-- TASK DESCRIPTION --
Retype the data below without altering anything.

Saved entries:

>>>>

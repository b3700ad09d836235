use stylus_sdk::alloy_primitives::{Address, U256};

use crate::state::{ArbContext, RegistryValue};

/// Register `val` under the caller's `key`.
///
/// Only writes if the slot is vacant. An occupied slot is left untouched and
/// the call reports failure so the caller knows to use `update` instead.
///
/// # Arguments
///
/// * `ctx`
/// * `owner` - The calling account. Keys are scoped per owner.
/// * `key`
/// * `val` - Registering zero succeeds but leaves the key logically absent,
///   because zero is the vacancy sentinel.
///
pub fn process_register(ctx: &mut ArbContext, owner: Address, key: U256, val: U256) -> bool {
    // Read
    let current = RegistryValue::read_from_slot(ctx, owner, key);

    if current.is_registered() {
        return false;
    }

    // Write
    RegistryValue { value: val }.write_to_slot(ctx, owner, key);

    true
}
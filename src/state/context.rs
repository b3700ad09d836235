//! Context to EVM storage opcodes (SSTORE and SLOAD).
//! Emulated in tests with a HashMap.
//!
//! Storage is independent of endian format. Bytes are read in the exact
//! format as they are stored.

#[cfg(test)]
use std::collections::HashMap;

// `stylus-sdk` 0.4.3 only binds `storage_load_bytes32`/`storage_store_bytes32`
// in its `hostio` module; the cache/flush VM hooks this crate uses are declared
// directly here, matching the reference `src/hostio.rs` bindings.
#[cfg(not(test))]
mod hostio {
    pub use stylus_sdk::hostio::storage_load_bytes32;

    #[link(wasm_import_module = "vm_hooks")]
    extern "C" {
        pub fn storage_cache_bytes32(key: *const u8, value: *const u8);
        pub fn storage_flush_cache(clear: bool);
    }
}

pub struct ArbContext {
    #[cfg(test)]
    inner: HashMap<[u8; 32], [u8; 32]>,
}

pub trait ContextActions {
    fn new() -> Self;

    fn sstore(&mut self, key: &[u8; 32], value: &[u8; 32]);

    fn sload(&self, key: &[u8; 32]) -> [u8; 32];

    fn storage_flush_cache(clear: bool);
}

#[cfg(test)]
impl ContextActions for ArbContext {
    fn new() -> Self {
        ArbContext {
            inner: HashMap::new(),
        }
    }

    fn sstore(&mut self, key: &[u8; 32], value: &[u8; 32]) {
        self.inner.insert(*key, *value);
    }

    fn sload(&self, key: &[u8; 32]) -> [u8; 32] {
        *self.inner.get(key).unwrap_or(&[0u8; 32])
    }

    fn storage_flush_cache(_clear: bool) {}
}

#[cfg(not(test))]
impl ContextActions for ArbContext {
    fn new() -> Self {
        ArbContext {}
    }

    fn sstore(&mut self, key: &[u8; 32], value: &[u8; 32]) {
        unsafe { hostio::storage_cache_bytes32(key.as_ptr(), value.as_ptr()) };
    }

    // important: call hostio::storage_flush_cache() before exiting or calling other contracts
    fn sload(&self, key: &[u8; 32]) -> [u8; 32] {
        let mut value = [0u8; 32];
        unsafe { hostio::storage_load_bytes32(key.as_ptr(), value.as_mut_ptr()) };

        value
    }

    fn storage_flush_cache(clear: bool) {
        unsafe { hostio::storage_flush_cache(clear) };
    }
}

#[cfg(not(test))]
impl Drop for ArbContext {
    fn drop(&mut self) {
        // Write cache to slot
        unsafe { hostio::storage_flush_cache(false) };
    }
}

pub trait SlotKey {
    fn get_key(&self) -> [u8; 32];
}

#[cfg(test)]
mod test {
    use super::*;

    #[test]
    fn test_write_and_read() {
        let mut ctx = ArbContext::new();

        let key = &[1u8; 32];
        let mut value = [0u8; 32];
        value[31] = 0x2a;

        assert_eq!(ctx.sload(key), [0u8; 32]);

        ctx.sstore(key, &value);
        assert_eq!(ctx.sload(key), value);
    }
}
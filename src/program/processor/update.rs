use stylus_sdk::alloy_primitives::{Address, U256};

use crate::state::{ArbContext, RegistryValue};

/// Overwrite the caller's entry at `key` with `val`.
///
/// Returns false if the key was never registered. Updating to zero succeeds
/// but logically unregisters the key, since zero is the vacancy sentinel.
pub fn process_update(ctx: &mut ArbContext, owner: Address, key: U256, val: U256) -> bool {
    let current = RegistryValue::read_from_slot(ctx, owner, key);

    if !current.is_registered() {
        return false;
    }

    RegistryValue { value: val }.write_to_slot(ctx, owner, key);

    true
}
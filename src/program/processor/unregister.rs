use stylus_sdk::alloy_primitives::{Address, U256};

use crate::state::{ArbContext, RegistryValue};

/// Clear the caller's entry at `key` by storing the zero sentinel.
///
/// Returns false if there was nothing to unregister. The slot is overwritten,
/// never physically removed.
pub fn process_unregister(ctx: &mut ArbContext, owner: Address, key: U256) -> bool {
    let current = RegistryValue::read_from_slot(ctx, owner, key);

    if !current.is_registered() {
        return false;
    }

    RegistryValue::default().write_to_slot(ctx, owner, key);

    true
}

#[cfg(test)]
mod test {
    use stylus_sdk::alloy_primitives::{address, Address, U256};

    use crate::program::processor::register::process_register;
    use crate::state::{ArbContext, ContextActions, RegistryValue};

    use super::process_unregister;

    const OWNER: Address = address!("1111111111111111111111111111111111111111");

    #[test]
    fn test_unregister_clears_slot() {
        let mut ctx = ArbContext::new();
        let key = U256::from(1);

        assert!(process_register(&mut ctx, OWNER, key, U256::from(5)));

        assert!(process_unregister(&mut ctx, OWNER, key));
        assert_eq!(
            RegistryValue::read_from_slot(&ctx, OWNER, key).value,
            U256::ZERO
        );
    }

    #[test]
    fn test_unregister_vacant_key_fails() {
        let mut ctx = ArbContext::new();

        assert!(!process_unregister(&mut ctx, OWNER, U256::from(1)));
    }

    #[test]
    fn test_double_unregister_fails() {
        let mut ctx = ArbContext::new();
        let key = U256::from(1);

        assert!(process_register(&mut ctx, OWNER, key, U256::from(5)));
        assert!(process_unregister(&mut ctx, OWNER, key));

        assert!(!process_unregister(&mut ctx, OWNER, key));
    }

    #[test]
    fn test_unregistered_key_can_be_registered_again() {
        let mut ctx = ArbContext::new();
        let key = U256::from(1);

        assert!(process_register(&mut ctx, OWNER, key, U256::from(5)));
        assert!(process_unregister(&mut ctx, OWNER, key));

        assert!(process_register(&mut ctx, OWNER, key, U256::from(6)));
        assert_eq!(
            RegistryValue::read_from_slot(&ctx, OWNER, key).value,
            U256::from(6)
        );
    }
}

<<<<

-- PROBLEM SOLUTION --
repository b3700ad09d836235
use stylus_sdk::alloy_primitives::{Address, U256};

use crate::state::{ArbContext, RegistryValue};

/// Register `val` under the caller's `key`.
///
/// Only writes if the slot is vacant. An occupied slot is left untouched and
/// the call reports failure so the caller knows to use `update` instead.
///
/// # Arguments
///
/// * `ctx`
/// * `owner` - The calling account. Keys are scoped per owner.
/// * `key`
/// * `val` - Registering zero succeeds but leaves the key logically absent,
///   because zero is the vacancy sentinel.
///
pub fn process_register(ctx: &mut ArbContext, owner: Address, key: U256, val: U256) -> bool {
    // Read
    let current = RegistryValue::read_from_slot(ctx, owner, key);

    if current.is_registered() {
        return false;
    }

    // Write
    RegistryValue { value: val }.write_to_slot(ctx, owner, key);

    true
}
filename src/state/context.rs
repository b3700ad09d836235
//! Context to EVM storage opcodes (SSTORE and SLOAD).
//! Emulated in tests with a HashMap.
//!
//! Storage is independent of endian format. Bytes are read in the exact
//! format as they are stored.

#[cfg(test)]
use std::collections::HashMap;

// `stylus-sdk` 0.4.3 only binds `storage_load_bytes32`/`storage_store_bytes32`
// in its `hostio` module; the cache/flush VM hooks this crate uses are declared
// directly here, matching the reference `src/hostio.rs` bindings.
#[cfg(not(test))]
mod hostio {
    pub use stylus_sdk::hostio::storage_load_bytes32;

    #[link(wasm_import_module = "vm_hooks")]
    extern "C" {
        pub fn storage_cache_bytes32(key: *const u8, value: *const u8);
        pub fn storage_flush_cache(clear: bool);
    }
}

pub struct ArbContext {
    #[cfg(test)]
    inner: HashMap<[u8; 32], [u8; 32]>,
}

pub trait ContextActions {
    fn new() -> Self;

    fn sstore(&mut self, key: &[u8; 32], value: &[u8; 32]);

    fn sload(&self, key: &[u8; 32]) -> [u8; 32];

    fn storage_flush_cache(clear: bool);
}

#[cfg(test)]
impl ContextActions for ArbContext {
    fn new() -> Self {
        ArbContext {
            inner: HashMap::new(),
        }
    }

    fn sstore(&mut self, key: &[u8; 32], value: &[u8; 32]) {
        self.inner.insert(*key, *value);
    }

    fn sload(&self, key: &[u8; 32]) -> [u8; 32] {
        *self.inner.get(key).unwrap_or(&[0u8; 32])
    }

    fn storage_flush_cache(_clear: bool) {}
}

#[cfg(not(test))]
impl ContextActions for ArbContext {
    fn new() -> Self {
        ArbContext {}
    }

    fn sstore(&mut self, key: &[u8; 32], value: &[u8; 32]) {
        unsafe { hostio::storage_cache_bytes32(key.as_ptr(), value.as_ptr()) };
    }

    // important: call hostio::storage_flush_cache() before exiting or calling other contracts
    fn sload(&self, key: &[u8; 32]) -> [u8; 32] {
        let mut value = [0u8; 32];
        unsafe { hostio::storage_load_bytes32(key.as_ptr(), value.as_mut_ptr()) };

        value
    }

    fn storage_flush_cache(clear: bool) {
        unsafe { hostio::storage_flush_cache(clear) };
    }
}

#[cfg(not(test))]
impl Drop for ArbContext {
    fn drop(&mut self) {
        // Write cache to slot
        unsafe { hostio::storage_flush_cache(false) };
    }
}

pub trait SlotKey {
    fn get_key(&self) -> [u8; 32];
}

#[cfg(test)]
mod test {
    use super::*;

    #[test]
    fn test_write_and_read() {
        let mut ctx = ArbContext::new();

        let key = &[1u8; 32];
        let mut value = [0u8; 32];
        value[31] = 0x2a;

        assert_eq!(ctx.sload(key), [0u8; 32]);

        ctx.sstore(key, &value);
        assert_eq!(ctx.sload(key), value);
    }
}
filename src/program/processor/update.rs
use stylus_sdk::alloy_primitives::{Address, U256};

use crate::state::{ArbContext, RegistryValue};

/// Overwrite the caller's entry at `key` with `val`.
///
/// Returns false if the key was never registered. Updating to zero succeeds
/// but logically unregisters the key, since zero is the vacancy sentinel.
pub fn process_update(ctx: &mut ArbContext, owner: Address, key: U256, val: U256) -> bool {
    let current = RegistryValue::read_from_slot(ctx, owner, key);

    if !current.is_registered() {
        return false;
    }

    RegistryValue { value: val }.write_to_slot(ctx, owner, key);

    true
}
filename src/program/processor/unregister.rs
use stylus_sdk::alloy_primitives::{Address, U256};

use crate::state::{ArbContext, RegistryValue};

/// Clear the caller's entry at `key` by storing the zero sentinel.
///
/// Returns false if there was nothing to unregister. The slot is overwritten,
/// never physically removed.
pub fn process_unregister(ctx: &mut ArbContext, owner: Address, key: U256) -> bool {
    let current = RegistryValue::read_from_slot(ctx, owner, key);

    if !current.is_registered() {
        return false;
    }

    RegistryValue::default().write_to_slot(ctx, owner, key);

    true
}

#[cfg(test)]
mod test {
    use stylus_sdk::alloy_primitives::{address, Address, U256};

    use crate::program::processor::register::process_register;
    use crate::state::{ArbContext, ContextActions, RegistryValue};

    use super::process_unregister;

    const OWNER: Address = address!("1111111111111111111111111111111111111111");

    #[test]
    fn test_unregister_clears_slot() {
        let mut ctx = ArbContext::new();
        let key = U256::from(1);

        assert!(process_register(&mut ctx, OWNER, key, U256::from(5)));

        assert!(process_unregister(&mut ctx, OWNER, key));
        assert_eq!(
            RegistryValue::read_from_slot(&ctx, OWNER, key).value,
            U256::ZERO
        );
    }

    #[test]
    fn test_unregister_vacant_key_fails() {
        let mut ctx = ArbContext::new();

        assert!(!process_unregister(&mut ctx, OWNER, U256::from(1)));
    }

    #[test]
    fn test_double_unregister_fails() {
        let mut ctx = ArbContext::new();
        let key = U256::from(1);

        assert!(process_register(&mut ctx, OWNER, key, U256::from(5)));
        assert!(process_unregister(&mut ctx, OWNER, key));

        assert!(!process_unregister(&mut ctx, OWNER, key));
    }

    #[test]
    fn test_unregistered_key_can_be_registered_again() {
        let mut ctx = ArbContext::new();
        let key = U256::from(1);

        assert!(process_register(&mut ctx, OWNER, key, U256::from(5)));
        assert!(process_unregister(&mut ctx, OWNER, key));

        assert!(process_register(&mut ctx, OWNER, key, U256::from(6)));
        assert_eq!(
            RegistryValue::read_from_slot(&ctx, OWNER, key).value,
            U256::from(6)
        );
    }
}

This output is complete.